┌─ MATERIAL TO PROCESS

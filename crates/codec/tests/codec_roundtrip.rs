// SPDX-License-Identifier: Apache-2.0

//! End-to-end codec behavior through full pipelines: encode/decode round
//! trips, null handling, range errors and the empty-stream contract.

use arrow_array::{Array, ArrayRef, Float64Array, Int64Array, RecordBatch, StringArray};
use arrow_schema::{DataType, Field, Schema, SchemaRef};
use bytes::Bytes;
use std::cell::RefCell;
use std::rc::Rc;
use std::sync::Arc;
use strata_codec::{CodecFormat, CodecOptions, decoder, encoder};
use strata_pipeline::error::Error;
use strata_pipeline::testing::{
    BatchCollectSink, CollectSink, ScriptedBatchSource, ScriptedSource, run_local,
};
use strata_pipeline::{PipelineBuilder, SinkHandle, SourceHandle};

fn scenario_schema() -> SchemaRef {
    Arc::new(Schema::new(vec![
        Field::new("id", DataType::Int64, false),
        Field::new("name", DataType::Utf8, true),
        Field::new("amount", DataType::Float64, true),
    ]))
}

fn scenario_batch() -> RecordBatch {
    let schema = scenario_schema();
    let id: ArrayRef = Arc::new(Int64Array::from(vec![1, 2]));
    let name: ArrayRef = Arc::new(StringArray::from(vec![Some("a"), Some("b")]));
    let amount: ArrayRef = Arc::new(Float64Array::from(vec![Some(1.5), None]));
    RecordBatch::try_new(schema, vec![id, name, amount]).expect("valid batch")
}

/// Runs `schema + batches → encoder(format) → collected bytes`.
fn encode_pipeline(
    format: CodecFormat,
    schema: SchemaRef,
    batches: Vec<RecordBatch>,
    options: &CodecOptions,
) -> Vec<u8> {
    let collected = Rc::new(RefCell::new(Vec::new()));
    let sink_error = Rc::new(RefCell::new(None));

    let pipeline =
        PipelineBuilder::from_source(SourceHandle::new(ScriptedBatchSource::new(schema, batches)))
            .add_stage(encoder(format, options))
            .to_sink(SinkHandle::byte_stream(CollectSink::new(
                collected.clone(),
                sink_error.clone(),
            )))
            .expect("compatible interfaces");

    let result = run_local(pipeline.execute());
    assert!(result.is_ok(), "encode failed: {result:?}");
    assert!(sink_error.borrow().is_none());

    let bytes = collected.borrow().clone();
    bytes
}

/// Runs `bytes → decoder(format, schema) → collected batches`.
fn decode_pipeline(
    format: CodecFormat,
    schema: SchemaRef,
    bytes: Vec<u8>,
    options: &CodecOptions,
) -> Result<Vec<RecordBatch>, Error> {
    // Deliver in small chunks so lexer state crosses chunk boundaries.
    let chunks: Vec<Bytes> = bytes
        .chunks(7)
        .map(|chunk| Bytes::from(chunk.to_vec()))
        .collect();

    let batches = Rc::new(RefCell::new(Vec::new()));
    let seen_schema = Rc::new(RefCell::new(None));
    let sink_error = Rc::new(RefCell::new(None));

    let pipeline = PipelineBuilder::from_source(SourceHandle::new(ScriptedSource::new(chunks)))
        .add_stage(decoder(format, schema, options))
        .to_sink(SinkHandle::batch(BatchCollectSink::new(
            seen_schema,
            batches.clone(),
            sink_error,
        )))
        .expect("compatible interfaces");

    run_local(pipeline.execute())?;
    let batches = batches.borrow().clone();
    Ok(batches)
}

#[test]
fn json_round_trip_preserves_values_and_nulls() {
    let options = CodecOptions::default();
    let encoded = encode_pipeline(
        CodecFormat::Json,
        scenario_schema(),
        vec![scenario_batch()],
        &options,
    );

    let text = String::from_utf8(encoded.clone()).expect("utf8 json");
    assert!(text.starts_with('['));
    assert!(text.ends_with(']'));

    let batches =
        decode_pipeline(CodecFormat::Json, scenario_schema(), encoded, &options).expect("decode");

    let total_rows: usize = batches.iter().map(RecordBatch::num_rows).sum();
    assert_eq!(total_rows, 2);

    let batch = &batches[0];
    let names = batch
        .column(1)
        .as_any()
        .downcast_ref::<StringArray>()
        .expect("string column");
    assert_eq!(names.value(0), "a");

    let amounts = batch
        .column(2)
        .as_any()
        .downcast_ref::<Float64Array>()
        .expect("float column");
    assert_eq!(amounts.value(0), 1.5);
    assert!(amounts.is_null(1));
}

#[test]
fn csv_distinguishes_empty_string_from_null() {
    let schema: SchemaRef = Arc::new(Schema::new(vec![
        Field::new("c1", DataType::Utf8, true),
        Field::new("c2", DataType::Utf8, true),
        Field::new("c3", DataType::Utf8, true),
    ]));

    let input = b"a,,b\n,\"\",\n".to_vec();
    let batches = decode_pipeline(CodecFormat::Csv, schema, input, &CodecOptions::default())
        .expect("decode");

    assert_eq!(batches.len(), 1);
    let batch = &batches[0];
    assert_eq!(batch.num_rows(), 2);

    let column = |index: usize| {
        batch
            .column(index)
            .as_any()
            .downcast_ref::<StringArray>()
            .expect("string column")
    };

    // Row 1: ("a", null, "b")
    assert_eq!(column(0).value(0), "a");
    assert!(column(1).is_null(0));
    assert_eq!(column(2).value(0), "b");

    // Row 2: (null, "", null)
    assert!(column(0).is_null(1));
    assert!(!column(1).is_null(1));
    assert_eq!(column(1).value(1), "");
    assert!(column(2).is_null(1));
}

#[test]
fn csv_round_trip_preserves_empty_vs_null() {
    let schema: SchemaRef = Arc::new(Schema::new(vec![
        Field::new("c1", DataType::Utf8, true),
        Field::new("c2", DataType::Utf8, true),
    ]));
    let c1: ArrayRef = Arc::new(StringArray::from(vec![Some("x"), None, Some("")]));
    let c2: ArrayRef = Arc::new(StringArray::from(vec![None, Some(""), Some("y")]));
    let batch = RecordBatch::try_new(schema.clone(), vec![c1, c2]).expect("valid batch");

    let options = CodecOptions::default();
    let encoded = encode_pipeline(CodecFormat::Csv, schema.clone(), vec![batch], &options);
    assert_eq!(String::from_utf8(encoded.clone()).expect("utf8"), "x,\n,\"\"\n\"\",y\n");

    let batches = decode_pipeline(CodecFormat::Csv, schema, encoded, &options).expect("decode");
    let batch = &batches[0];
    let c1 = batch
        .column(0)
        .as_any()
        .downcast_ref::<StringArray>()
        .expect("string column");
    let c2 = batch
        .column(1)
        .as_any()
        .downcast_ref::<StringArray>()
        .expect("string column");

    assert_eq!(c1.value(0), "x");
    assert!(c1.is_null(1));
    assert_eq!(c1.value(2), "");
    assert!(c2.is_null(0));
    assert_eq!(c2.value(1), "");
    assert_eq!(c2.value(2), "y");
}

#[test]
fn unsigned_decoder_rejects_values_out_of_range() {
    let schema: SchemaRef = Arc::new(Schema::new(vec![Field::new(
        "counter",
        DataType::UInt64,
        true,
    )]));

    let in_range = decode_pipeline(
        CodecFormat::Csv,
        schema.clone(),
        b"18446744073709551615\n".to_vec(),
        &CodecOptions::default(),
    );
    assert!(in_range.is_ok());

    let out_of_range = decode_pipeline(
        CodecFormat::Csv,
        schema,
        b"18446744073709551616\n".to_vec(),
        &CodecOptions::default(),
    );
    match out_of_range {
        Err(Error::DataCorruption { message, line, .. }) => {
            assert!(message.contains("Value out of range"));
            assert_eq!(line, Some(1));
        }
        other => panic!("expected a range error, got {other:?}"),
    }
}

#[test]
fn empty_stream_is_a_corruption_error() {
    let result = decode_pipeline(
        CodecFormat::Json,
        scenario_schema(),
        Vec::new(),
        &CodecOptions::default(),
    );
    match result {
        Err(Error::DataCorruption { message, .. }) => assert!(message.contains("Data is empty")),
        other => panic!("expected the empty-data error, got {other:?}"),
    }
}

#[test]
fn json_unknown_field_reports_its_line() {
    let input = b"[\n{\"id\": 1, \"name\": \"a\", \"amount\": 1.5},\n{\"id\": 2, \"wrong\": \"b\", \"amount\": null}\n]".to_vec();
    let result = decode_pipeline(
        CodecFormat::Json,
        scenario_schema(),
        input,
        &CodecOptions::default(),
    );
    match result {
        Err(Error::DataCorruption { message, line, .. }) => {
            assert!(message.contains("Unrecognised field"));
            assert_eq!(line, Some(3));
        }
        other => panic!("expected an unknown-field error, got {other:?}"),
    }
}

#[test]
fn json_field_matching_can_be_case_insensitive() {
    let input = b"[{\"ID\": 1, \"Name\": \"a\", \"AMOUNT\": 1.5}]".to_vec();

    let strict = decode_pipeline(
        CodecFormat::Json,
        scenario_schema(),
        input.clone(),
        &CodecOptions::default(),
    );
    assert!(strict.is_err());

    let lenient_options = CodecOptions {
        case_sensitive: false,
        ..CodecOptions::default()
    };
    let batches = decode_pipeline(CodecFormat::Json, scenario_schema(), input, &lenient_options)
        .expect("case-insensitive decode");
    assert_eq!(batches[0].num_rows(), 1);
}

#[test]
fn json_missing_required_field_is_an_error() {
    let input = b"[{\"name\": \"a\", \"amount\": 1.5}]".to_vec();
    let result = decode_pipeline(
        CodecFormat::Json,
        scenario_schema(),
        input,
        &CodecOptions::default(),
    );
    match result {
        Err(Error::DataCorruption { message, .. }) => {
            assert!(message.contains("Missing required field id"));
        }
        other => panic!("expected a missing-field error, got {other:?}"),
    }
}

#[test]
fn arrow_round_trip_through_the_buffering_stage() {
    let options = CodecOptions::default();
    let encoded = encode_pipeline(
        CodecFormat::Arrow,
        scenario_schema(),
        vec![scenario_batch(), scenario_batch()],
        &options,
    );

    // The arrow decoder consumes the buffer-list interface; assembling it
    // after a byte source exercises the automatic buffering insertion.
    let batches =
        decode_pipeline(CodecFormat::Arrow, scenario_schema(), encoded, &options).expect("decode");

    let total_rows: usize = batches.iter().map(RecordBatch::num_rows).sum();
    assert_eq!(total_rows, 4);
    assert_eq!(batches[0].schema(), scenario_schema());
}

#[test]
fn decoder_batches_respect_the_configured_size() {
    let schema: SchemaRef = Arc::new(Schema::new(vec![Field::new(
        "n",
        DataType::Int64,
        false,
    )]));
    let mut input = Vec::new();
    for value in 0..10 {
        input.extend_from_slice(format!("{value}\n").as_bytes());
    }

    let options = CodecOptions {
        batch_size: 4,
        ..CodecOptions::default()
    };
    let batches = decode_pipeline(CodecFormat::Csv, schema, input, &options).expect("decode");

    let sizes: Vec<usize> = batches.iter().map(RecordBatch::num_rows).collect();
    assert_eq!(sizes, [4, 4, 2]);
}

└─

◆ EXERCISE PROMPT ◆
Within the entries above, find the string "usize" and return each line that holds it.

◆ ANSWER AREA ◆
    let total_rows: usize = batches.iter().map(RecordBatch::num_rows).sum();
    let column = |index: usize| {
    let total_rows: usize = batches.iter().map(RecordBatch::num_rows).sum();
    let sizes: Vec<usize> = batches.iter().map(RecordBatch::num_rows).collect();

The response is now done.